Take the records underneath and set them down exactly.

(Items listed in a dataset)
━━━━

//! Health reporting for liveness and readiness probes
//!
//! Tracks the model and API components. A missing model makes the service
//! unhealthy but it keeps answering requests with `model_unavailable`.

use crate::predictor::ModelSlot;
use serde::{Deserialize, Serialize};
use std::collections::HashMap;
use std::sync::Arc;
use tokio::sync::RwLock;

#[derive(Debug, Clone, Copy, PartialEq, Eq, Serialize, Deserialize)]
#[serde(rename_all = "lowercase")]
pub enum ComponentStatus {
    Healthy,
    /// Operational with caveats (e.g. placeholder estimator)
    Degraded,
    Unhealthy,
}

#[derive(Debug, Clone, Serialize, Deserialize)]
pub struct ComponentHealth {
    pub status: ComponentStatus,
    #[serde(skip_serializing_if = "Option::is_none")]
    pub message: Option<String>,
    pub last_check_timestamp: i64,
}

impl ComponentHealth {
    fn new(status: ComponentStatus, message: Option<String>) -> Self {
        Self {
            status,
            message,
            last_check_timestamp: chrono::Utc::now().timestamp(),
        }
    }

    pub fn healthy() -> Self {
        Self::new(ComponentStatus::Healthy, None)
    }

    pub fn degraded(message: impl Into<String>) -> Self {
        Self::new(ComponentStatus::Degraded, Some(message.into()))
    }

    pub fn unhealthy(message: impl Into<String>) -> Self {
        Self::new(ComponentStatus::Unhealthy, Some(message.into()))
    }

    /// Health of the model component given what startup produced
    pub fn for_model(slot: &ModelSlot) -> Self {
        match slot {
            ModelSlot::Loaded(model) if model.kind() == crate::EstimatorKind::Placeholder => {
                Self::degraded("placeholder estimator configured, predictions are not model-derived")
            }
            ModelSlot::Loaded(_) => Self::healthy(),
            ModelSlot::Unavailable(reason) => Self::unhealthy(reason.clone()),
        }
    }
}

#[derive(Debug, Clone, Serialize, Deserialize)]
pub struct HealthResponse {
    pub status: ComponentStatus,
    pub components: HashMap<String, ComponentHealth>,
}

impl HealthResponse {
    /// Worst component status wins
    pub fn compute_status(components: &HashMap<String, ComponentHealth>) -> ComponentStatus {
        components
            .values()
            .map(|c| c.status)
            .fold(ComponentStatus::Healthy, |acc, status| match (acc, status) {
                (ComponentStatus::Unhealthy, _) | (_, ComponentStatus::Unhealthy) => {
                    ComponentStatus::Unhealthy
                }
                (ComponentStatus::Degraded, _) | (_, ComponentStatus::Degraded) => {
                    ComponentStatus::Degraded
                }
                _ => ComponentStatus::Healthy,
            })
    }
}

#[derive(Debug, Clone, Serialize, Deserialize)]
pub struct ReadinessResponse {
    pub ready: bool,
    #[serde(skip_serializing_if = "Option::is_none")]
    pub reason: Option<String>,
}

/// Component names for health tracking
pub mod components {
    pub const MODEL: &str = "model";
    pub const API: &str = "api";
}

#[derive(Debug, Clone, Default)]
pub struct HealthRegistry {
    components: Arc<RwLock<HashMap<String, ComponentHealth>>>,
    ready: Arc<RwLock<bool>>,
}

impl HealthRegistry {
    pub fn new() -> Self {
        Self::default()
    }

    pub async fn update(&self, name: &str, health: ComponentHealth) {
        self.components.write().await.insert(name.to_string(), health);
    }

    pub async fn register(&self, name: &str) {
        self.update(name, ComponentHealth::healthy()).await;
    }

    pub async fn record_model(&self, slot: &ModelSlot) {
        self.update(components::MODEL, ComponentHealth::for_model(slot)).await;
    }

    pub async fn set_ready(&self, ready: bool) {
        *self.ready.write().await = ready;
    }

    pub async fn health(&self) -> HealthResponse {
        let components = self.components.read().await.clone();
        let status = HealthResponse::compute_status(&components);
        HealthResponse { status, components }
    }

    /// Ready once startup finished and no component is unhealthy
    pub async fn readiness(&self) -> ReadinessResponse {
        if !*self.ready.read().await {
            return ReadinessResponse {
                ready: false,
                reason: Some("Service not yet initialized".to_string()),
            };
        }

        let health = self.health().await;
        let unhealthy: Vec<&str> = health
            .components
            .iter()
            .filter(|(_, c)| c.status == ComponentStatus::Unhealthy)
            .map(|(name, _)| name.as_str())
            .collect();

        if unhealthy.is_empty() {
            ReadinessResponse {
                ready: true,
                reason: None,
            }
        } else {
            ReadinessResponse {
                ready: false,
                reason: Some(format!("Unhealthy components: {}", unhealthy.join(", "))),
            }
        }
    }
}

#[cfg(test)]
mod tests {
    use super::*;
    use crate::predictor::{LinearModel, PlaceholderEstimator};

    #[tokio::test]
    async fn test_initial_state() {
        let registry = HealthRegistry::new();
        let health = registry.health().await;
        assert_eq!(health.status, ComponentStatus::Healthy);
        assert!(health.components.is_empty());
        assert!(!registry.readiness().await.ready);
    }

    #[tokio::test]
    async fn test_loaded_model_is_healthy() {
        let registry = HealthRegistry::new();
        registry.register(components::API).await;
        registry
            .record_model(&ModelSlot::loaded(LinearModel::new([0.0; 8], 1.0, "v")))
            .await;
        registry.set_ready(true).await;

        assert_eq!(registry.health().await.status, ComponentStatus::Healthy);
        assert!(registry.readiness().await.ready);
    }

    #[tokio::test]
    async fn test_placeholder_is_degraded_but_ready() {
        let registry = HealthRegistry::new();
        registry
            .record_model(&ModelSlot::loaded(PlaceholderEstimator::default()))
            .await;
        registry.set_ready(true).await;

        let health = registry.health().await;
        assert_eq!(health.status, ComponentStatus::Degraded);
        assert!(health.components[components::MODEL].message.is_some());
        assert!(registry.readiness().await.ready);
    }

    #[tokio::test]
    async fn test_missing_model_is_unhealthy_and_not_ready() {
        let registry = HealthRegistry::new();
        registry.register(components::API).await;
        registry
            .record_model(&ModelSlot::Unavailable("file not found".to_string()))
            .await;
        registry.set_ready(true).await;

        assert_eq!(registry.health().await.status, ComponentStatus::Unhealthy);
        let readiness = registry.readiness().await;
        assert!(!readiness.ready);
        assert!(readiness.reason.unwrap().contains("model"));
    }

    #[test]
    fn test_worst_status_wins() {
        let mut components = HashMap::new();
        components.insert("a".to_string(), ComponentHealth::degraded("slow"));
        components.insert("b".to_string(), ComponentHealth::healthy());
        assert_eq!(HealthResponse::compute_status(&components), ComponentStatus::Degraded);

        components.insert("c".to_string(), ComponentHealth::unhealthy("down"));
        assert_eq!(HealthResponse::compute_status(&components), ComponentStatus::Unhealthy);
    }
}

━━━━

| Answer to this exercise |
//! Health reporting for liveness and readiness probes
//!
//! Tracks the model and API components. A missing model makes the service
//! unhealthy but it keeps answering requests with `model_unavailable`.

use crate::predictor::ModelSlot;
use serde::{Deserialize, Serialize};
use std::collections::HashMap;
use std::sync::Arc;
use tokio::sync::RwLock;

#[derive(Debug, Clone, Copy, PartialEq, Eq, Serialize, Deserialize)]
#[serde(rename_all = "lowercase")]
pub enum ComponentStatus {
    Healthy,
    /// Operational with caveats (e.g. placeholder estimator)
    Degraded,
    Unhealthy,
}

#[derive(Debug, Clone, Serialize, Deserialize)]
pub struct ComponentHealth {
    pub status: ComponentStatus,
    #[serde(skip_serializing_if = "Option::is_none")]
    pub message: Option<String>,
    pub last_check_timestamp: i64,
}

impl ComponentHealth {
    fn new(status: ComponentStatus, message: Option<String>) -> Self {
        Self {
            status,
            message,
            last_check_timestamp: chrono::Utc::now().timestamp(),
        }
    }

    pub fn healthy() -> Self {
        Self::new(ComponentStatus::Healthy, None)
    }

    pub fn degraded(message: impl Into<String>) -> Self {
        Self::new(ComponentStatus::Degraded, Some(message.into()))
    }

    pub fn unhealthy(message: impl Into<String>) -> Self {
        Self::new(ComponentStatus::Unhealthy, Some(message.into()))
    }

    /// Health of the model component given what startup produced
    pub fn for_model(slot: &ModelSlot) -> Self {
        match slot {
            ModelSlot::Loaded(model) if model.kind() == crate::EstimatorKind::Placeholder => {
                Self::degraded("placeholder estimator configured, predictions are not model-derived")
            }
            ModelSlot::Loaded(_) => Self::healthy(),
            ModelSlot::Unavailable(reason) => Self::unhealthy(reason.clone()),
        }
    }
}

#[derive(Debug, Clone, Serialize, Deserialize)]
pub struct HealthResponse {
    pub status: ComponentStatus,
    pub components: HashMap<String, ComponentHealth>,
}

impl HealthResponse {
    /// Worst component status wins
    pub fn compute_status(components: &HashMap<String, ComponentHealth>) -> ComponentStatus {
        components
            .values()
            .map(|c| c.status)
            .fold(ComponentStatus::Healthy, |acc, status| match (acc, status) {
                (ComponentStatus::Unhealthy, _) | (_, ComponentStatus::Unhealthy) => {
                    ComponentStatus::Unhealthy
                }
                (ComponentStatus::Degraded, _) | (_, ComponentStatus::Degraded) => {
                    ComponentStatus::Degraded
                }
                _ => ComponentStatus::Healthy,
            })
    }
}

#[derive(Debug, Clone, Serialize, Deserialize)]
pub struct ReadinessResponse {
    pub ready: bool,
    #[serde(skip_serializing_if = "Option::is_none")]
    pub reason: Option<String>,
}

/// Component names for health tracking
pub mod components {
    pub const MODEL: &str = "model";
    pub const API: &str = "api";
}

#[derive(Debug, Clone, Default)]
pub struct HealthRegistry {
    components: Arc<RwLock<HashMap<String, ComponentHealth>>>,
    ready: Arc<RwLock<bool>>,
}

impl HealthRegistry {
    pub fn new() -> Self {
        Self::default()
    }

    pub async fn update(&self, name: &str, health: ComponentHealth) {
        self.components.write().await.insert(name.to_string(), health);
    }

    pub async fn register(&self, name: &str) {
        self.update(name, ComponentHealth::healthy()).await;
    }

    pub async fn record_model(&self, slot: &ModelSlot) {
        self.update(components::MODEL, ComponentHealth::for_model(slot)).await;
    }

    pub async fn set_ready(&self, ready: bool) {
        *self.ready.write().await = ready;
    }

    pub async fn health(&self) -> HealthResponse {
        let components = self.components.read().await.clone();
        let status = HealthResponse::compute_status(&components);
        HealthResponse { status, components }
    }

    /// Ready once startup finished and no component is unhealthy
    pub async fn readiness(&self) -> ReadinessResponse {
        if !*self.ready.read().await {
            return ReadinessResponse {
                ready: false,
                reason: Some("Service not yet initialized".to_string()),
            };
        }

        let health = self.health().await;
        let unhealthy: Vec<&str> = health
            .components
            .iter()
            .filter(|(_, c)| c.status == ComponentStatus::Unhealthy)
            .map(|(name, _)| name.as_str())
            .collect();

        if unhealthy.is_empty() {
            ReadinessResponse {
                ready: true,
                reason: None,
            }
        } else {
            ReadinessResponse {
                ready: false,
                reason: Some(format!("Unhealthy components: {}", unhealthy.join(", "))),
            }
        }
    }
}

#[cfg(test)]
mod tests {
    use super::*;
    use crate::predictor::{LinearModel, PlaceholderEstimator};

    #[tokio::test]
    async fn test_initial_state() {
        let registry = HealthRegistry::new();
        let health = registry.health().await;
        assert_eq!(health.status, ComponentStatus::Healthy);
        assert!(health.components.is_empty());
        assert!(!registry.readiness().await.ready);
    }

    #[tokio::test]
    async fn test_loaded_model_is_healthy() {
        let registry = HealthRegistry::new();
        registry.register(components::API).await;
        registry
            .record_model(&ModelSlot::loaded(LinearModel::new([0.0; 8], 1.0, "v")))
            .await;
        registry.set_ready(true).await;

        assert_eq!(registry.health().await.status, ComponentStatus::Healthy);
        assert!(registry.readiness().await.ready);
    }

    #[tokio::test]
    async fn test_placeholder_is_degraded_but_ready() {
        let registry = HealthRegistry::new();
        registry
            .record_model(&ModelSlot::loaded(PlaceholderEstimator::default()))
            .await;
        registry.set_ready(true).await;

        let health = registry.health().await;
        assert_eq!(health.status, ComponentStatus::Degraded);
        assert!(health.components[components::MODEL].message.is_some());
        assert!(registry.readiness().await.ready);
    }

    #[tokio::test]
    async fn test_missing_model_is_unhealthy_and_not_ready() {
        let registry = HealthRegistry::new();
        registry.register(components::API).await;
        registry
            .record_model(&ModelSlot::Unavailable("file not found".to_string()))
            .await;
        registry.set_ready(true).await;

        assert_eq!(registry.health().await.status, ComponentStatus::Unhealthy);
        let readiness = registry.readiness().await;
        assert!(!readiness.ready);
        assert!(readiness.reason.unwrap().contains("model"));
    }

    #[test]
    fn test_worst_status_wins() {
        let mut components = HashMap::new();
        components.insert("a".to_string(), ComponentHealth::degraded("slow"));
        components.insert("b".to_string(), ComponentHealth::healthy());
        assert_eq!(HealthResponse::compute_status(&components), ComponentStatus::Degraded);

        components.insert("c".to_string(), ComponentHealth::unhealthy("down"));
        assert_eq!(HealthResponse::compute_status(&components), ComponentStatus::Unhealthy);
    }
}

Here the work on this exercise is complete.